Como é hábito neste tipo de compilações, os resultados são desequilibrados, embora o saldo final seja francamente positivo. Sintomaticamente, as surpresas mais agradáveis provêm das colaborações mais improváveis: David Byrne com os Dirty Projectors, Buck 65 com Sufjan Stevens, e The Books com José González numa inspiradíssima versão de "Cello Song", original de Nick Drake. Aos Spoon, Arcade Fire, e My Morning Jacket, pela nobreza da causa, exigia-se mais que eventuais "sobras". Na generalidade, os restantes envolvidos estão à altura daquilo que deles se espera, o que poderá ser o garante de bons resultados comerciais.


War Child: Heroes [Astralwerks, 2009]

Terceira compilação com o patrocínio da ONG War Child com vista à angariação de apoios às crianças vítimas dos cenários de guerra. Composto na sua totalidade por versões, Heroes tem a particularidade de os intérpretes terem sido escolhidos pelos compositores dos originais.

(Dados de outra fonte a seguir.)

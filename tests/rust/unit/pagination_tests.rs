use cypherql::result_shaper::{shape, StoreRecord, StoreValue};
use cypherql::{CompiledQuery, TranslatorSettings};
use serde_json::{json, Value};
use std::collections::HashMap;

use crate::common::{compile, try_compile};

const TOTAL: u64 = 20;

fn page_request(after: Option<&str>, sort: &str) -> Value {
    let mut arguments = json!({"first": 5, "sort": [{"title": sort}]});
    if let Some(cursor) = after {
        arguments["after"] = json!(cursor);
    }
    json!({
        "field": "moviesConnection",
        "arguments": arguments,
        "selections": [
            {"field": "totalCount"},
            {"field": "edges", "selections": [
                {"field": "cursor"},
                {"field": "node", "selections": [{"field": "title"}]}
            ]},
            {"field": "pageInfo", "selections": [
                {"field": "hasNextPage"},
                {"field": "hasPreviousPage"},
                {"field": "endCursor"}
            ]}
        ]
    })
}

/// Records a store holding `TOTAL` movies would return for the window.
fn store_page(query: &CompiledQuery) -> Vec<StoreRecord> {
    let offset = query.params.get("this0_offset").and_then(Value::as_u64).unwrap_or(0);
    let limit = query.params.get("this0_limit").and_then(Value::as_u64).unwrap_or(TOTAL);
    let edges: Vec<Value> = (offset..(offset + limit).min(TOTAL))
        .map(|i| json!({"node": {"title": format!("Movie {}", i)}}))
        .collect();

    let mut record = HashMap::new();
    record.insert(
        "this".to_string(),
        StoreValue::from(json!({"edges": edges, "totalCount": TOTAL})),
    );
    vec![record]
}

#[test]
fn test_twenty_edges_in_four_windows() {
    let mut after: Option<String> = None;
    let mut titles = Vec::new();
    let mut has_next = Vec::new();

    for _ in 0..4 {
        let query = compile(page_request(after.as_deref(), "ASC"));
        let response = shape(&store_page(&query), &query.plan).unwrap();
        let connection = &response["moviesConnection"];

        assert_eq!(connection["totalCount"], json!(TOTAL));
        for edge in connection["edges"].as_array().unwrap() {
            titles.push(edge["node"]["title"].as_str().unwrap().to_string());
        }
        has_next.push(connection["pageInfo"]["hasNextPage"].as_bool().unwrap());
        after = connection["pageInfo"]["endCursor"].as_str().map(str::to_string);
    }

    let expected: Vec<String> = (0..TOTAL).map(|i| format!("Movie {}", i)).collect();
    assert_eq!(titles, expected);
    assert_eq!(has_next, vec![true, true, true, false]);
}

#[test]
fn test_edge_cursors_continue_the_window() {
    let first = compile(page_request(None, "ASC"));
    let response = shape(&store_page(&first), &first.plan).unwrap();
    let edges = response["moviesConnection"]["edges"].as_array().unwrap();
    let third = edges[2]["cursor"].as_str().unwrap();

    let next = compile(page_request(Some(third), "ASC"));
    assert_eq!(next.params["this0_offset"], json!(3));
    assert_eq!(next.params["this0_limit"], json!(5));
}

#[test]
fn test_cursor_from_another_ordering_gives_an_empty_page() {
    let first = compile(page_request(None, "ASC"));
    let response = shape(&store_page(&first), &first.plan).unwrap();
    let cursor = response["moviesConnection"]["pageInfo"]["endCursor"]
        .as_str()
        .unwrap()
        .to_string();

    let resorted = compile(page_request(Some(&cursor), "DESC"));
    assert_eq!(resorted.params["this0_limit"], json!(0));

    let response = shape(&store_page(&resorted), &resorted.plan).unwrap();
    let connection = &response["moviesConnection"];
    assert_eq!(connection["edges"], json!([]));
    assert_eq!(connection["pageInfo"]["hasNextPage"], json!(false));
    assert_eq!(connection["pageInfo"]["hasPreviousPage"], json!(true));
    assert_eq!(connection["pageInfo"]["endCursor"], Value::Null);
}

#[test]
fn test_max_limit_clamps_requests() {
    let settings = TranslatorSettings {
        max_limit: Some(3),
        ..TranslatorSettings::default()
    };
    let query = try_compile(
        json!({"field": "movies", "arguments": {"limit": 10}, "selections": [{"field": "title"}]}),
        &settings,
    )
    .unwrap();
    assert_eq!(query.params["this_limit"], json!(3));

    // a max without a default still bounds the page
    let query = try_compile(
        json!({"field": "movies", "selections": [{"field": "title"}]}),
        &settings,
    )
    .unwrap();
    assert_eq!(query.params["this_limit"], json!(3));
}

#[test]
fn test_global_max_leaves_nested_lists_whole() {
    let settings = TranslatorSettings {
        max_limit: Some(100),
        ..TranslatorSettings::default()
    };
    let actors = |arguments: Value| {
        json!({
            "field": "movies",
            "selections": [{"field": "actors", "arguments": arguments, "selections": [{"field": "name"}]}]
        })
    };

    let query = try_compile(actors(json!({})), &settings).unwrap();
    assert_eq!(query.params["this_limit"], json!(100));
    assert!(query.params.get("this0_limit").is_none());

    let query = try_compile(actors(json!({"limit": 500})), &settings).unwrap();
    assert_eq!(query.params["this0_limit"], json!(100));
}

#[test]
fn test_negative_limit_is_rejected() {
    let err = try_compile(
        json!({"field": "movies", "arguments": {"limit": -1}, "selections": [{"field": "title"}]}),
        &TranslatorSettings::default(),
    )
    .unwrap_err();
    assert!(err.to_string().contains("limit"));
}
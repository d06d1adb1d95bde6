use thiserror::Error;

#[derive(Debug, Clone, Error, PartialEq)]
pub enum ShapeError {
    #[error("Invalid {kind} value `{value}`")]
    InvalidTemporal { kind: String, value: String },

    #[error("Invalid ISO-8601 duration `{value}`")]
    InvalidDuration { value: String },

    #[error("Invalid point: {reason}")]
    InvalidPoint { reason: String },

    #[error("Field `{field}` expected {expected}, store returned {found}")]
    UnexpectedValue {
        field: String,
        expected: String,
        found: String,
    },

    #[error("Store record has no column `{column}`")]
    MissingColumn { column: String },

    #[error("No candidate type of `{type_name}` matches labels [{labels}]")]
    UnresolvedType { type_name: String, labels: String },
}

impl ShapeError {
    pub fn unexpected(field: &str, expected: &str, found: impl std::fmt::Debug) -> Self {
        ShapeError::UnexpectedValue {
            field: field.to_string(),
            expected: expected.to_string(),
            found: format!("{:?}", found),
        }
    }
}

Com alguma suspresa, o destaque vai todo para a mais jovem estrela da companhia: Lily Allen, com a colaboração de Mick Jones (guitarrista também na versão original), no soberbo "Straight To Hell" dos Clash. Em bom plano surgem também Peaches (The Stooges), The Like (Elvis Costello), Beck (Bob Dylan), e The Hold Steady a interpretar o magistral "Atlantic City" (de Bruce Springsteen, claro está!). Apenas satisfatórios, porque demasiado colados ao original, são Yeah Yeah Yeahs (Ramones), The Kooks (The Kinks), Duffy (Wings), e Estelle (Stevie Wonder). Já as radicais adaptações dos Hot Chip, com "Transmission" dos Joy Division, e dos TV on the Radio ("'Heroes'" de Bowie), são para mim, até ao momento, inclassificáveis.
Evitáveis eram as contribuições dos Franz Ferdinnd ("Call Me" dos Blondie gravado ao vivo), Scissor Sisters (Roxy Music), e Rufus Wainwright (medley de Brian Wilson), com estes dois últimos a exporem os seus piores tiques até ao limite do suportável. Em todo o caso, nenhum consegue ser pior que Adam Cohen com uma intragável versão em espanholês de "Take This Waltz", original de gosto duvidoso do pai, Leonard.
Pesem embora os acidentes de percurso, os melhores exemplos acima citados justificam a adesão à causa. Sobretudo por parte dos inscansáveis "caçadores" de versões em que me incluo.